▸ Exercise materials
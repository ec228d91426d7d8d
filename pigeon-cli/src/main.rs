use std::collections::BTreeMap;
use std::path::PathBuf;
use std::sync::Arc;

use anyhow::{Context, Result};
use clap::{Parser, Subcommand};
use pigeon_core::dataset::lens::LensSpec;
use pigeon_core::path::DatasetPath;
use pigeon_core::value::StructuredValue;
use pigeon_core::PigeonOptics;
use pigeon_sandbox::NativeSandbox;

#[derive(Parser, Debug)]
#[command(name = "pigeon", about = "Pigeon Optics: a content-addressed dataset store with a lens layer")]
struct Cli {
    /// Data root; falls back to PIGEON_OPTICS_ROOT, then the current directory.
    #[arg(long, global = true)]
    root: Option<PathBuf>,

    #[command(subcommand)]
    command: Command,
}

#[derive(Subcommand, Debug)]
enum Command {
    /// Create a dataset.
    Create {
        source: String,
        user: String,
        name: String,
    },
    /// Write one record's value (as JSON) into a dataset.
    Write {
        source: String,
        user: String,
        name: String,
        record: String,
        /// JSON value for the record.
        value: String,
    },
    /// Read one record's value, printed as JSON.
    Read {
        source: String,
        user: String,
        name: String,
        record: String,
    },
    /// List the record ids in a dataset.
    List { source: String, user: String, name: String },
    /// Delete a record, or the whole dataset if no record id is given.
    Delete {
        source: String,
        user: String,
        name: String,
        record: Option<String>,
    },
    /// Store a file's bytes as a content-addressed attachment, printing its
    /// hash:// URI.
    Attach {
        file: PathBuf,
        #[arg(long)]
        linker: Option<String>,
    },
    /// Create a lens dataset with the built-in `identity` map function.
    LensCreate {
        source: String,
        user: String,
        name: String,
        /// Input dataset path(s), e.g. pigeon-optics:/src/alice:tweets
        #[arg(long = "input", required = true)]
        inputs: Vec<String>,
    },
    /// Rebuild a lens against its current inputs.
    LensBuild { source: String, user: String, name: String },
    /// Resolve a read-path (dataset record or a meta/system/system/... path).
    Resolve { path: String },
}

fn main() -> Result<()> {
    tracing_subscriber::fmt()
        .with_env_filter(tracing_subscriber::EnvFilter::from_default_env())
        .init();

    let cli = Cli::parse();
    let root = PigeonOptics::resolve_root(cli.root);
    let sandbox = Arc::new(identity_sandbox());
    let core = PigeonOptics::open(&root, sandbox).with_context(|| format!("opening {}", root.display()))?;

    match cli.command {
        Command::Create { source, user, name } => {
            let path = DatasetPath::new(source, user, name);
            core.datasets.create(&path, BTreeMap::new())?;
            println!("created {}", path.encode());
        }
        Command::Write { source, user, name, record, value } => {
            let path = DatasetPath::new(source, user, name).with_record(record);
            let json: serde_json::Value = serde_json::from_str(&value).context("parsing --value as JSON")?;
            let structured = json_to_structured(&json);
            let meta = core.datasets.write(&path, structured)?;
            println!("wrote {} (dataset version {})", path.encode(), meta.version);
        }
        Command::Read { source, user, name, record } => {
            let path = DatasetPath::new(source, user, name).with_record(record);
            let value = core.datasets.read(&path)?;
            println!("{}", serde_json::to_string_pretty(&structured_to_json(&value))?);
        }
        Command::List { source, user, name } => {
            let path = DatasetPath::new(source, user, name);
            for id in core.datasets.list(&path)? {
                println!("{id}");
            }
        }
        Command::Delete { source, user, name, record } => {
            let mut path = DatasetPath::new(source, user, name);
            if let Some(record) = record {
                path = path.with_record(record);
            }
            let meta = core.datasets.delete(&path)?;
            println!("deleted {} (dataset version {})", path.encode(), meta.version);
        }
        Command::Attach { file, linker } => {
            let f = std::fs::File::open(&file).with_context(|| format!("opening {}", file.display()))?;
            // The guard is dropped, not released: releasing would validate
            // and immediately collect a not-yet-linked attachment. The blob
            // stays until a record links it or a later validate prunes it.
            let (hash, _hold) = core.attachments.write_stream(f, linker.as_deref(), BTreeMap::new())?;
            println!("hash://sha256/{}", hash.to_hex());
        }
        Command::LensCreate { source, user, name, inputs } => {
            let path = DatasetPath::new(source, user, name);
            let inputs = inputs
                .iter()
                .map(|s| DatasetPath::decode(s))
                .collect::<pigeon_core::Result<Vec<_>>>()?;
            let meta = core.lenses.create(
                &path,
                LensSpec {
                    map_function_source: "identity".to_string(),
                    inputs,
                    dependencies: BTreeMap::new(),
                },
            )?;
            println!("created lens {} (version {})", path.encode(), meta.version);
        }
        Command::LensBuild { source, user, name } => {
            let path = DatasetPath::new(source, user, name);
            let meta = core.lenses.build(&path)?;
            println!("built lens {} (version {})", path.encode(), meta.version);
        }
        Command::Resolve { path } => {
            let value = core.read_path.read(&path)?;
            println!("{}", serde_json::to_string_pretty(&structured_to_json(&value))?);
        }
    }

    Ok(())
}

/// The CLI's one built-in map function: re-emits each input record
/// unchanged under its own record id. Useful for smoke-testing a lens
/// pipeline without writing a custom sandbox.
fn identity_sandbox() -> NativeSandbox {
    let sandbox = NativeSandbox::new();
    sandbox.register("identity", |record_id, value, _deps| {
        pigeon_core::sandbox::SandboxOutcome::Ok {
            entries: vec![(record_id.to_string(), value.clone())],
            logs: Vec::new(),
        }
    });
    sandbox
}

fn json_to_structured(value: &serde_json::Value) -> StructuredValue {
    match value {
        serde_json::Value::Null => StructuredValue::Null,
        serde_json::Value::Bool(b) => StructuredValue::Bool(*b),
        serde_json::Value::Number(n) => {
            if let Some(i) = n.as_i64() {
                StructuredValue::Int(i)
            } else {
                StructuredValue::Float(n.as_f64().unwrap_or_default())
            }
        }
        serde_json::Value::String(s) => StructuredValue::string(s.clone()),
        serde_json::Value::Array(items) => {
            StructuredValue::Array(items.iter().map(json_to_structured).collect())
        }
        serde_json::Value::Object(map) => StructuredValue::Mapping(
            map.iter().map(|(k, v)| (k.clone(), json_to_structured(v))).collect(),
        ),
    }
}

fn structured_to_json(value: &StructuredValue) -> serde_json::Value {
    match value {
        StructuredValue::Null => serde_json::Value::Null,
        StructuredValue::Bool(b) => serde_json::Value::Bool(*b),
        StructuredValue::Int(i) => serde_json::Value::from(*i),
        StructuredValue::Float(f) => serde_json::json!(f),
        StructuredValue::String(s) => serde_json::Value::String(s.clone()),
        StructuredValue::Bytes(b) => {
            serde_json::Value::String(base64_encode(b))
        }
        StructuredValue::Array(items) => {
            serde_json::Value::Array(items.iter().map(structured_to_json).collect())
        }
        StructuredValue::Mapping(map) => serde_json::Value::Object(
            map.iter().map(|(k, v)| (k.clone(), structured_to_json(v))).collect(),
        ),
        StructuredValue::Timestamp(ts) => serde_json::Value::String(ts.to_rfc3339()),
    }
}

fn base64_encode(bytes: &[u8]) -> String {
    use base64::Engine as _;
    base64::engine::general_purpose::STANDARD.encode(bytes)
}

▸ About this exercise
Please make the answer a complete, exact reproduction of the records.

▸ Task output
repository ec228d91426d7d8d
filename pigeon-cli/src/main.rs
use std::collections::BTreeMap;
use std::path::PathBuf;
use std::sync::Arc;

use anyhow::{Context, Result};
use clap::{Parser, Subcommand};
use pigeon_core::dataset::lens::LensSpec;
use pigeon_core::path::DatasetPath;
use pigeon_core::value::StructuredValue;
use pigeon_core::PigeonOptics;
use pigeon_sandbox::NativeSandbox;

#[derive(Parser, Debug)]
#[command(name = "pigeon", about = "Pigeon Optics: a content-addressed dataset store with a lens layer")]
struct Cli {
    /// Data root; falls back to PIGEON_OPTICS_ROOT, then the current directory.
    #[arg(long, global = true)]
    root: Option<PathBuf>,

    #[command(subcommand)]
    command: Command,
}

#[derive(Subcommand, Debug)]
enum Command {
    /// Create a dataset.
    Create {
        source: String,
        user: String,
        name: String,
    },
    /// Write one record's value (as JSON) into a dataset.
    Write {
        source: String,
        user: String,
        name: String,
        record: String,
        /// JSON value for the record.
        value: String,
    },
    /// Read one record's value, printed as JSON.
    Read {
        source: String,
        user: String,
        name: String,
        record: String,
    },
    /// List the record ids in a dataset.
    List { source: String, user: String, name: String },
    /// Delete a record, or the whole dataset if no record id is given.
    Delete {
        source: String,
        user: String,
        name: String,
        record: Option<String>,
    },
    /// Store a file's bytes as a content-addressed attachment, printing its
    /// hash:// URI.
    Attach {
        file: PathBuf,
        #[arg(long)]
        linker: Option<String>,
    },
    /// Create a lens dataset with the built-in `identity` map function.
    LensCreate {
        source: String,
        user: String,
        name: String,
        /// Input dataset path(s), e.g. pigeon-optics:/src/alice:tweets
        #[arg(long = "input", required = true)]
        inputs: Vec<String>,
    },
    /// Rebuild a lens against its current inputs.
    LensBuild { source: String, user: String, name: String },
    /// Resolve a read-path (dataset record or a meta/system/system/... path).
    Resolve { path: String },
}

fn main() -> Result<()> {
    tracing_subscriber::fmt()
        .with_env_filter(tracing_subscriber::EnvFilter::from_default_env())
        .init();

    let cli = Cli::parse();
    let root = PigeonOptics::resolve_root(cli.root);
    let sandbox = Arc::new(identity_sandbox());
    let core = PigeonOptics::open(&root, sandbox).with_context(|| format!("opening {}", root.display()))?;

    match cli.command {
        Command::Create { source, user, name } => {
            let path = DatasetPath::new(source, user, name);
            core.datasets.create(&path, BTreeMap::new())?;
            println!("created {}", path.encode());
        }
        Command::Write { source, user, name, record, value } => {
            let path = DatasetPath::new(source, user, name).with_record(record);
            let json: serde_json::Value = serde_json::from_str(&value).context("parsing --value as JSON")?;
            let structured = json_to_structured(&json);
            let meta = core.datasets.write(&path, structured)?;
            println!("wrote {} (dataset version {})", path.encode(), meta.version);
        }
        Command::Read { source, user, name, record } => {
            let path = DatasetPath::new(source, user, name).with_record(record);
            let value = core.datasets.read(&path)?;
            println!("{}", serde_json::to_string_pretty(&structured_to_json(&value))?);
        }
        Command::List { source, user, name } => {
            let path = DatasetPath::new(source, user, name);
            for id in core.datasets.list(&path)? {
                println!("{id}");
            }
        }
        Command::Delete { source, user, name, record } => {
            let mut path = DatasetPath::new(source, user, name);
            if let Some(record) = record {
                path = path.with_record(record);
            }
            let meta = core.datasets.delete(&path)?;
            println!("deleted {} (dataset version {})", path.encode(), meta.version);
        }
        Command::Attach { file, linker } => {
            let f = std::fs::File::open(&file).with_context(|| format!("opening {}", file.display()))?;
            // The guard is dropped, not released: releasing would validate
            // and immediately collect a not-yet-linked attachment. The blob
            // stays until a record links it or a later validate prunes it.
            let (hash, _hold) = core.attachments.write_stream(f, linker.as_deref(), BTreeMap::new())?;
            println!("hash://sha256/{}", hash.to_hex());
        }
        Command::LensCreate { source, user, name, inputs } => {
            let path = DatasetPath::new(source, user, name);
            let inputs = inputs
                .iter()
                .map(|s| DatasetPath::decode(s))
                .collect::<pigeon_core::Result<Vec<_>>>()?;
            let meta = core.lenses.create(
                &path,
                LensSpec {
                    map_function_source: "identity".to_string(),
                    inputs,
                    dependencies: BTreeMap::new(),
                },
            )?;
            println!("created lens {} (version {})", path.encode(), meta.version);
        }
        Command::LensBuild { source, user, name } => {
            let path = DatasetPath::new(source, user, name);
            let meta = core.lenses.build(&path)?;
            println!("built lens {} (version {})", path.encode(), meta.version);
        }
        Command::Resolve { path } => {
            let value = core.read_path.read(&path)?;
            println!("{}", serde_json::to_string_pretty(&structured_to_json(&value))?);
        }
    }

    Ok(())
}

/// The CLI's one built-in map function: re-emits each input record
/// unchanged under its own record id. Useful for smoke-testing a lens
/// pipeline without writing a custom sandbox.
fn identity_sandbox() -> NativeSandbox {
    let sandbox = NativeSandbox::new();
    sandbox.register("identity", |record_id, value, _deps| {
        pigeon_core::sandbox::SandboxOutcome::Ok {
            entries: vec![(record_id.to_string(), value.clone())],
            logs: Vec::new(),
        }
    });
    sandbox
}

fn json_to_structured(value: &serde_json::Value) -> StructuredValue {
    match value {
        serde_json::Value::Null => StructuredValue::Null,
        serde_json::Value::Bool(b) => StructuredValue::Bool(*b),
        serde_json::Value::Number(n) => {
            if let Some(i) = n.as_i64() {
                StructuredValue::Int(i)
            } else {
                StructuredValue::Float(n.as_f64().unwrap_or_default())
            }
        }
        serde_json::Value::String(s) => StructuredValue::string(s.clone()),
        serde_json::Value::Array(items) => {
            StructuredValue::Array(items.iter().map(json_to_structured).collect())
        }
        serde_json::Value::Object(map) => StructuredValue::Mapping(
            map.iter().map(|(k, v)| (k.clone(), json_to_structured(v))).collect(),
        ),
    }
}

fn structured_to_json(value: &StructuredValue) -> serde_json::Value {
    match value {
        StructuredValue::Null => serde_json::Value::Null,
        StructuredValue::Bool(b) => serde_json::Value::Bool(*b),
        StructuredValue::Int(i) => serde_json::Value::from(*i),
        StructuredValue::Float(f) => serde_json::json!(f),
        StructuredValue::String(s) => serde_json::Value::String(s.clone()),
        StructuredValue::Bytes(b) => {
            serde_json::Value::String(base64_encode(b))
        }
        StructuredValue::Array(items) => {
            serde_json::Value::Array(items.iter().map(structured_to_json).collect())
        }
        StructuredValue::Mapping(map) => serde_json::Value::Object(
            map.iter().map(|(k, v)| (k.clone(), structured_to_json(v))).collect(),
        ),
        StructuredValue::Timestamp(ts) => serde_json::Value::String(ts.to_rfc3339()),
    }
}

fn base64_encode(bytes: &[u8]) -> String {
    use base64::Engine as _;
    base64::engine::general_purpose::STANDARD.encode(bytes)
}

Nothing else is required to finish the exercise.